(Work instruction)
Using the material that follows, output exactly the lines from the one containing "only annotation an" through the one containing "for event in", with both ends kept.

(Records for this exercise)

--- --- ---

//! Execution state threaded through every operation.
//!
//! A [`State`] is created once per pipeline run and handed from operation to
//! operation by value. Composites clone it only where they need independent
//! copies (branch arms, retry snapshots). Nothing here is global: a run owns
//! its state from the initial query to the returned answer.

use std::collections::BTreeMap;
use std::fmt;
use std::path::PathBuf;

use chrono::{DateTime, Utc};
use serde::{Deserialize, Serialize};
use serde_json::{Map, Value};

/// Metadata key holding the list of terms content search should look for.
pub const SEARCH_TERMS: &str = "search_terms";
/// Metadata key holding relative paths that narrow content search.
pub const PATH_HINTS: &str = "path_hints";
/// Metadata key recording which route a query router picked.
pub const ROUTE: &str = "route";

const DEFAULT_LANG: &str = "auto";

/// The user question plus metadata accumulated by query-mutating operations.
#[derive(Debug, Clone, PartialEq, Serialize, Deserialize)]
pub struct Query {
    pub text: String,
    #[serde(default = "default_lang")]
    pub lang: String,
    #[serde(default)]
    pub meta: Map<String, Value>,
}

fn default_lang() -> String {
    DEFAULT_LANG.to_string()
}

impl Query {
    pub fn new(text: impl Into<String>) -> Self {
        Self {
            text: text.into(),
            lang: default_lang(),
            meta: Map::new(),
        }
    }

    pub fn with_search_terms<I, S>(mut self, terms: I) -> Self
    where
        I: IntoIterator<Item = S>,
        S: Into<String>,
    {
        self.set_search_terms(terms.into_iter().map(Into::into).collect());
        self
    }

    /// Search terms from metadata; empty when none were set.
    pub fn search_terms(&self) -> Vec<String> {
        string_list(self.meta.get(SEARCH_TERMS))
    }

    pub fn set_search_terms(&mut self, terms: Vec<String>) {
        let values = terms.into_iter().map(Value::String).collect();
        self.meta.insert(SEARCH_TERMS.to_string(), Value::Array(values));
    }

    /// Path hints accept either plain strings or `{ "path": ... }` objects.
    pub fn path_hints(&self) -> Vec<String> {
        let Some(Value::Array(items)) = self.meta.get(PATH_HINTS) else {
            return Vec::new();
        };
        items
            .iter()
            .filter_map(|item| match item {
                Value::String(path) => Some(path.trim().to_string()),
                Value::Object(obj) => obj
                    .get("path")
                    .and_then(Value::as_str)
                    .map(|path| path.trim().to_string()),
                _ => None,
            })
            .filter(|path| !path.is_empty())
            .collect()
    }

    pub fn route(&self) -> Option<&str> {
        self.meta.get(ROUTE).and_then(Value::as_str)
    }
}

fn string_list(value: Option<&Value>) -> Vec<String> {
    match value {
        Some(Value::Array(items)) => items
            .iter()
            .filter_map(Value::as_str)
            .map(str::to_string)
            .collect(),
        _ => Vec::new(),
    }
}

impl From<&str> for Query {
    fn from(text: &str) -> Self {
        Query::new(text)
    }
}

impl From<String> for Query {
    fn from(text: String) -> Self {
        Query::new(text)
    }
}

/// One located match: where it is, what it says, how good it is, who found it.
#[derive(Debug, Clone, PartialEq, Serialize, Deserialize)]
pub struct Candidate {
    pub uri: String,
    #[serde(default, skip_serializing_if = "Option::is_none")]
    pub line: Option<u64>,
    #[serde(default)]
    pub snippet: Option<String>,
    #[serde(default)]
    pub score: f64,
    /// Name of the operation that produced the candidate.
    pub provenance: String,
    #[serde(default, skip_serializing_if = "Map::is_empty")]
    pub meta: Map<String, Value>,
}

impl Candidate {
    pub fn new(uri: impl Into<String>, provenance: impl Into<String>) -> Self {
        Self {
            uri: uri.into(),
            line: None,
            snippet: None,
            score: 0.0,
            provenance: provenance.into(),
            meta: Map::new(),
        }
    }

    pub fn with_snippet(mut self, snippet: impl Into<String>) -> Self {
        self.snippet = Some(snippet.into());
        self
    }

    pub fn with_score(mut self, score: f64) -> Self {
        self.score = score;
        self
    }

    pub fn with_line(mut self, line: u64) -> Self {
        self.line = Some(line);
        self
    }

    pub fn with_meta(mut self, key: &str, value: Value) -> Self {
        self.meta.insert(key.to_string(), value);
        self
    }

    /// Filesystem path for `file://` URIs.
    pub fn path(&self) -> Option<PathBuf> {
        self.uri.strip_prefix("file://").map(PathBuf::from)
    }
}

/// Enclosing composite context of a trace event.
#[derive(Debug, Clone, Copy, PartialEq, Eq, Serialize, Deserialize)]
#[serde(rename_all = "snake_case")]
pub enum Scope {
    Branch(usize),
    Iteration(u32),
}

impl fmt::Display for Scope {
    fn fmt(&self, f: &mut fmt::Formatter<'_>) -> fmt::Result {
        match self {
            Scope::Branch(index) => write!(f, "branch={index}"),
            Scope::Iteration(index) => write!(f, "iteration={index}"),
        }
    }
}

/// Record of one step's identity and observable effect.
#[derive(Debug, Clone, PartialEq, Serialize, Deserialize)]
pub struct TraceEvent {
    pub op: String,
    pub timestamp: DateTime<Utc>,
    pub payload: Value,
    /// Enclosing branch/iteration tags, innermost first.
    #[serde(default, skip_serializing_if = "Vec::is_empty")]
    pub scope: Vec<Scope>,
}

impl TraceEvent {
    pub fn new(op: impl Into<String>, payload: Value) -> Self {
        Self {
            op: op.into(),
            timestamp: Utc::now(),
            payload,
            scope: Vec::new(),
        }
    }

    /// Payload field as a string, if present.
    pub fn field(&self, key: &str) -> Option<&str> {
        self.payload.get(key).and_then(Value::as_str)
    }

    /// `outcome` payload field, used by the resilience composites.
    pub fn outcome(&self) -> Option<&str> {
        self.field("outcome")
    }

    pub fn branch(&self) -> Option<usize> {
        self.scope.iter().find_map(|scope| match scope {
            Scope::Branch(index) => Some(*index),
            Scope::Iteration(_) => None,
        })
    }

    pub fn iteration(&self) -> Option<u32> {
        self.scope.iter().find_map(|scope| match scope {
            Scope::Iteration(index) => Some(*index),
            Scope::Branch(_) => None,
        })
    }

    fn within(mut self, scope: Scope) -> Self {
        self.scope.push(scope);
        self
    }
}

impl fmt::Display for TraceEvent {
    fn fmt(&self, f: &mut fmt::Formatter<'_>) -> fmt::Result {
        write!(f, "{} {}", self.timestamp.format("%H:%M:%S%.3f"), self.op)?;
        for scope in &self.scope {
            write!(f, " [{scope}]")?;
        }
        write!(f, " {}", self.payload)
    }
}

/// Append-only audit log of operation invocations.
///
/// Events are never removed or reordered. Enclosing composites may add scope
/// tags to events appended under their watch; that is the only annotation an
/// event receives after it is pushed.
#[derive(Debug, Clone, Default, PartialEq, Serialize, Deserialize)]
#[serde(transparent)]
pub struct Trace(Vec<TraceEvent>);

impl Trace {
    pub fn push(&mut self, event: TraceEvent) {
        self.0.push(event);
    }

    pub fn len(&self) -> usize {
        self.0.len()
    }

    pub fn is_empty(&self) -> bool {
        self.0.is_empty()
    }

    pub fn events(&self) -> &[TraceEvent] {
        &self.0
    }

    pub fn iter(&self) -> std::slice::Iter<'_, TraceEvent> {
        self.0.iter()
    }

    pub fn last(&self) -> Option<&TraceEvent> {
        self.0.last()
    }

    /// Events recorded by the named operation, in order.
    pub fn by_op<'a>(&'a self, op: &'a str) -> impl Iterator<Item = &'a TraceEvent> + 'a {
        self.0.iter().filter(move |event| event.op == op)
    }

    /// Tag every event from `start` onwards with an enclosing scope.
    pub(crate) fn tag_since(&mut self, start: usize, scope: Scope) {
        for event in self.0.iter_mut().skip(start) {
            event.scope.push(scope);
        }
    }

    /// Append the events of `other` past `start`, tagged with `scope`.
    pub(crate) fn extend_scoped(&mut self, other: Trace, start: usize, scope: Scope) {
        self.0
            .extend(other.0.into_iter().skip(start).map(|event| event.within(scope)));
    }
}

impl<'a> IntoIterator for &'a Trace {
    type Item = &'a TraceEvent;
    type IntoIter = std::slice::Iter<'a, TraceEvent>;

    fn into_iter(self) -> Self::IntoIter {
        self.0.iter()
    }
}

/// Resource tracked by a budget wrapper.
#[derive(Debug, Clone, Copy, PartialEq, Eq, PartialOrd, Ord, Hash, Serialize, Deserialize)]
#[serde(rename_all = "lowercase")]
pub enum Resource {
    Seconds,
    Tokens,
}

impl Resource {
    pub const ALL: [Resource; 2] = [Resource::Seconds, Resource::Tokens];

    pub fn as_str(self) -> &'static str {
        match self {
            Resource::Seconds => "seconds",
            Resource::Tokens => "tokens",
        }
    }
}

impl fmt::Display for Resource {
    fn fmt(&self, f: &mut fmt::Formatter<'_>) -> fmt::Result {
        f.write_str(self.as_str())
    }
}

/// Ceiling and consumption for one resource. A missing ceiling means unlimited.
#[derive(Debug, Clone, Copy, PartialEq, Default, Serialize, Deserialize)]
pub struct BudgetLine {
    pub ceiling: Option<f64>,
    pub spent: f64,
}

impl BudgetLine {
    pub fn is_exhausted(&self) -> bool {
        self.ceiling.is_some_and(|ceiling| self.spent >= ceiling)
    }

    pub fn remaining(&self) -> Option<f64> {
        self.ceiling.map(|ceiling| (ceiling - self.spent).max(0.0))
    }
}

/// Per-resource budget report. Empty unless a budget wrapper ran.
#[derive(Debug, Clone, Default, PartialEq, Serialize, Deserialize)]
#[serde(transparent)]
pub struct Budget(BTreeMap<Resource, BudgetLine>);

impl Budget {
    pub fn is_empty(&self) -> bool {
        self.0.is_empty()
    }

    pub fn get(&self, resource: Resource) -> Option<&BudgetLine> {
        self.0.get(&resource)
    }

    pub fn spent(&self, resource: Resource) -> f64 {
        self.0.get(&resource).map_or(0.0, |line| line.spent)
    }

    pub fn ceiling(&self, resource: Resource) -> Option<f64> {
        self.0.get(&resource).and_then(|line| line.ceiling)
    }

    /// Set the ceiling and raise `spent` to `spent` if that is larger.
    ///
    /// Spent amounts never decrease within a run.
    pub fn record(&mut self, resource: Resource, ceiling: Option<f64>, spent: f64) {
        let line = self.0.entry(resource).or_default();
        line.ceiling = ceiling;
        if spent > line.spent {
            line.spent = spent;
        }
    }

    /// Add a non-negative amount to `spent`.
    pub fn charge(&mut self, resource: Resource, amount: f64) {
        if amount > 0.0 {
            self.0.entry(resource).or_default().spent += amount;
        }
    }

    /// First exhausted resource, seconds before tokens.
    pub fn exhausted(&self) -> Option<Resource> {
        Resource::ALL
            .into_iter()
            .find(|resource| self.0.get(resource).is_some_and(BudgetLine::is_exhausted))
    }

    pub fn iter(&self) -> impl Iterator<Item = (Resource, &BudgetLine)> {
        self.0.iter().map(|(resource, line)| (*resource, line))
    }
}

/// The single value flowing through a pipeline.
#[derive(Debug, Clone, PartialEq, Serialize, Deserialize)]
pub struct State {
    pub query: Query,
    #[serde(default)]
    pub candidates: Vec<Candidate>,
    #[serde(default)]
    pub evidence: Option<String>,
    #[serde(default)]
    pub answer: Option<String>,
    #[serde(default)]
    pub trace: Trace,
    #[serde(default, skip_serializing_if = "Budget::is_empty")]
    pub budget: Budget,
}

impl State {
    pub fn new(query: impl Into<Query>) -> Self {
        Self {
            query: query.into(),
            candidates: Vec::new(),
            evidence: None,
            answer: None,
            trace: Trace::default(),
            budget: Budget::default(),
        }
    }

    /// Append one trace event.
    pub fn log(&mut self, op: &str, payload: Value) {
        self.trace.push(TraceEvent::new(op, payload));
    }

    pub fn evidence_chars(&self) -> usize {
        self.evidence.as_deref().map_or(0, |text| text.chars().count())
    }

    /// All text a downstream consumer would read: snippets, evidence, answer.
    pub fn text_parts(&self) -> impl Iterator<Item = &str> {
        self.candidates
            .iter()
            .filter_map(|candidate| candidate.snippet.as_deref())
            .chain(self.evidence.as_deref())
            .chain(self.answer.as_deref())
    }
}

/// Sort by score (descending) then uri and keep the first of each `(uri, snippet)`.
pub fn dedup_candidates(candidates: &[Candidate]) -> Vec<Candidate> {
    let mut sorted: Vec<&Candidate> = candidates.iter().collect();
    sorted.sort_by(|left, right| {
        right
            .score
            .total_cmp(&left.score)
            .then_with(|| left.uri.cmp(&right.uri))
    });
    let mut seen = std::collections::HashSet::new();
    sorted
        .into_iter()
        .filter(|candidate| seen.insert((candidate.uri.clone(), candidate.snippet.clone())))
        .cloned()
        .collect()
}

--- --- ---

(Finished exercise)
/// tags to events appended under their watch; that is the only annotation an
/// event receives after it is pushed.
#[derive(Debug, Clone, Default, PartialEq, Serialize, Deserialize)]
#[serde(transparent)]
pub struct Trace(Vec<TraceEvent>);

impl Trace {
    pub fn push(&mut self, event: TraceEvent) {
        self.0.push(event);
    }

    pub fn len(&self) -> usize {
        self.0.len()
    }

    pub fn is_empty(&self) -> bool {
        self.0.is_empty()
    }

    pub fn events(&self) -> &[TraceEvent] {
        &self.0
    }

    pub fn iter(&self) -> std::slice::Iter<'_, TraceEvent> {
        self.0.iter()
    }

    pub fn last(&self) -> Option<&TraceEvent> {
        self.0.last()
    }

    /// Events recorded by the named operation, in order.
    pub fn by_op<'a>(&'a self, op: &'a str) -> impl Iterator<Item = &'a TraceEvent> + 'a {
        self.0.iter().filter(move |event| event.op == op)
    }

    /// Tag every event from `start` onwards with an enclosing scope.
    pub(crate) fn tag_since(&mut self, start: usize, scope: Scope) {
        for event in self.0.iter_mut().skip(start) {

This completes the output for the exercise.